* Task directions:
In the entries that follow, find each line with the word "USDBRL" and copy it.

* Information:
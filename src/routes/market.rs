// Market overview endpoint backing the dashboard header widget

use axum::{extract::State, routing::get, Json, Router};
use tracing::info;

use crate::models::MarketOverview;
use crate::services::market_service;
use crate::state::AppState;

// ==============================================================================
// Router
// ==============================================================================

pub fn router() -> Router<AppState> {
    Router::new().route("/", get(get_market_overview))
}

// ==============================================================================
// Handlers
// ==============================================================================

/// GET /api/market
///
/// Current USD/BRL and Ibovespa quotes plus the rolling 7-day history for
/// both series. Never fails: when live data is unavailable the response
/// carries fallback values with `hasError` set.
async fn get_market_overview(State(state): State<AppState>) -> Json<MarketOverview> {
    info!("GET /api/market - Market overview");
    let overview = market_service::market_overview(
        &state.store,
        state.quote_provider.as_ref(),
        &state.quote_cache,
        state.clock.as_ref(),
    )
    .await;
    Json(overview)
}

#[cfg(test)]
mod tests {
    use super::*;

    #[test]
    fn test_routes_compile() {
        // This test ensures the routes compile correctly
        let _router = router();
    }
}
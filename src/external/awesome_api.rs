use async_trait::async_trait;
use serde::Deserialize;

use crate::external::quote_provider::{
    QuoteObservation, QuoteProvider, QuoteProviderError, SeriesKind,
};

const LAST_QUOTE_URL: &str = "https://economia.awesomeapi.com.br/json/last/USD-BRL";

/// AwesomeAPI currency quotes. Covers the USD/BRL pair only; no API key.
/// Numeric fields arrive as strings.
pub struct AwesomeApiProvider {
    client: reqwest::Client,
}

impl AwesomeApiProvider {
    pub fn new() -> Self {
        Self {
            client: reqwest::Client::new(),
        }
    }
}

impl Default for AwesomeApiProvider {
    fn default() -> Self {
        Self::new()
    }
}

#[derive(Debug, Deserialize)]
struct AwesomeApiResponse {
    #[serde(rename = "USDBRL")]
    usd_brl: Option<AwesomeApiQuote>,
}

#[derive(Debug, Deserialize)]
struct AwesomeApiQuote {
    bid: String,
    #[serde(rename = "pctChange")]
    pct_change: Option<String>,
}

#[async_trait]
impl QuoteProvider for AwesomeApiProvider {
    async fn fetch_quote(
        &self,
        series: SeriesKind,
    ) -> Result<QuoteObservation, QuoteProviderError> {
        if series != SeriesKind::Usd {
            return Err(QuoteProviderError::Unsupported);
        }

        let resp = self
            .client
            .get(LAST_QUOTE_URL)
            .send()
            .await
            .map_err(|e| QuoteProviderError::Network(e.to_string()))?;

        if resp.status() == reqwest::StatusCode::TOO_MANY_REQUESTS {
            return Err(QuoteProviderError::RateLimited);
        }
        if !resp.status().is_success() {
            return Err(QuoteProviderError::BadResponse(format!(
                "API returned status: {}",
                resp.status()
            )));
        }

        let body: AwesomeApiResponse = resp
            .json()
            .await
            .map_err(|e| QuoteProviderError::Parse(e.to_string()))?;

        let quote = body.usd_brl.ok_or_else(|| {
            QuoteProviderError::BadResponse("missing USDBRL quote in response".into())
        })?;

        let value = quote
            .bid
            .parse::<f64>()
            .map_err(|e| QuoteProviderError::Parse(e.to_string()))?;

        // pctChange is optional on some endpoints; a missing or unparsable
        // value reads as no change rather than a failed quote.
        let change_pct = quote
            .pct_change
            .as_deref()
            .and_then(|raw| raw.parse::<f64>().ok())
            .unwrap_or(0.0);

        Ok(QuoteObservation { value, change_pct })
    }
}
---
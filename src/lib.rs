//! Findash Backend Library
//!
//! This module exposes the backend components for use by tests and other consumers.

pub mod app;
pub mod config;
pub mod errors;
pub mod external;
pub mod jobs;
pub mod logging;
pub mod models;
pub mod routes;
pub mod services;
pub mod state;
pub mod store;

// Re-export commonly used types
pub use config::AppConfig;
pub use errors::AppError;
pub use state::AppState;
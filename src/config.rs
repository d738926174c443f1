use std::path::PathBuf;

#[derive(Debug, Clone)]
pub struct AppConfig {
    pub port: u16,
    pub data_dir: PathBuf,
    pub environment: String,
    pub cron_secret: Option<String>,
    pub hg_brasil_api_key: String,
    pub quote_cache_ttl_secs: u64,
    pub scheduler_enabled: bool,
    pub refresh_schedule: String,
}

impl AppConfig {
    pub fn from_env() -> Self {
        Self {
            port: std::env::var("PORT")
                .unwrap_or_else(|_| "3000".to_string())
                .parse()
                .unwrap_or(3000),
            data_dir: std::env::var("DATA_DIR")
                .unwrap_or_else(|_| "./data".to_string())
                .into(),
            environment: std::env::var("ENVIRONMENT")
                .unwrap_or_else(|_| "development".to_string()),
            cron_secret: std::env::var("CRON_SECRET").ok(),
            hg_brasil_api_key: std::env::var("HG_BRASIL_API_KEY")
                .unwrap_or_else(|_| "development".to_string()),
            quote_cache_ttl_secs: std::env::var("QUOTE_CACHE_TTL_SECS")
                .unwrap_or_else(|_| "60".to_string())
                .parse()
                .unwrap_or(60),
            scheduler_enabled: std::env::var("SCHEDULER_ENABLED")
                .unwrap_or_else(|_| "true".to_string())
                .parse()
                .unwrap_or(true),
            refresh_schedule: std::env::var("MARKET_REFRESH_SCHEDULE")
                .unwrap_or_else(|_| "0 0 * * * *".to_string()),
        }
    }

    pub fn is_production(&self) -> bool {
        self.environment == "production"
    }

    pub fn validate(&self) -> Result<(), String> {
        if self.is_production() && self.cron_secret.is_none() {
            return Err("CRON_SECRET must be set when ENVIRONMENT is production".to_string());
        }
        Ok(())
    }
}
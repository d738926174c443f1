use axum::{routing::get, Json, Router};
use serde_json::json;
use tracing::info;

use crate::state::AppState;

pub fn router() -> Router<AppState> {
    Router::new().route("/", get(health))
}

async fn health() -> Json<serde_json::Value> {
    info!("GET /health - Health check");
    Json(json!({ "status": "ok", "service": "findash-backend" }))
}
---
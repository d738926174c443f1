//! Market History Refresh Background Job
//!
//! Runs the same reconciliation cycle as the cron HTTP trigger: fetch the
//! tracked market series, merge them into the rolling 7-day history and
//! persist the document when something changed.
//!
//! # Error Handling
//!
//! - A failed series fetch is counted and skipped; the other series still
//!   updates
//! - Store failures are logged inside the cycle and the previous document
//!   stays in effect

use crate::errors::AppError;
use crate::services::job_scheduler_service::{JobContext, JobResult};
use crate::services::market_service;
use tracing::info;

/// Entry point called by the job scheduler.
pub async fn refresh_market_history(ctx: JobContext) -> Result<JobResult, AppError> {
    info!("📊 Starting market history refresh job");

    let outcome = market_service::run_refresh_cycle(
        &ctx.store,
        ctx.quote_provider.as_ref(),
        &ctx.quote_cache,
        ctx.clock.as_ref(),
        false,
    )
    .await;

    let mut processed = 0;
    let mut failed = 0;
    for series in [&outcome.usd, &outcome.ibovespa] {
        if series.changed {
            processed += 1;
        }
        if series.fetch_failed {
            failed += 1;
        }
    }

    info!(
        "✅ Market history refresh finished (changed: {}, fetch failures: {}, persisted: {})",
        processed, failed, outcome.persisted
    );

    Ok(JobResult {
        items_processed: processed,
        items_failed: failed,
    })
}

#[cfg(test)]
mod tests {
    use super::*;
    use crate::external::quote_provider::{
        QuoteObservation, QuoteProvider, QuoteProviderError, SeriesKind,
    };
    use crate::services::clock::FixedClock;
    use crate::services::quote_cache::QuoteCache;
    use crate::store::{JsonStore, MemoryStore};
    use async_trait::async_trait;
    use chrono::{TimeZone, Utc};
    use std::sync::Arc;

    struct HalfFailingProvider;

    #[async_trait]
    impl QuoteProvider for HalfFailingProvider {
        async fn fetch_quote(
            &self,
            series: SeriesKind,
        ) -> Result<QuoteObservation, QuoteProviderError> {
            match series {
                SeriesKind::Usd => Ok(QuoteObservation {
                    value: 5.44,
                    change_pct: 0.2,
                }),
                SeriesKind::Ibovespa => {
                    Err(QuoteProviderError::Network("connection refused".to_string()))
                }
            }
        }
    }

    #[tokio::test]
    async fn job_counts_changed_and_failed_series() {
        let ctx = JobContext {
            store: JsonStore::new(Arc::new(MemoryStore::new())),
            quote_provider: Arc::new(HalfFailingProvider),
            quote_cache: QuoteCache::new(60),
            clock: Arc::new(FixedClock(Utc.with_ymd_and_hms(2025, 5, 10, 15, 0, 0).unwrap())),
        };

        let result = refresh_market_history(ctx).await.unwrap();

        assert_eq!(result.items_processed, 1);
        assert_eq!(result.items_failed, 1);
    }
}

* Completed task:
    #[serde(rename = "USDBRL")]
            QuoteProviderError::BadResponse("missing USDBRL quote in response".into())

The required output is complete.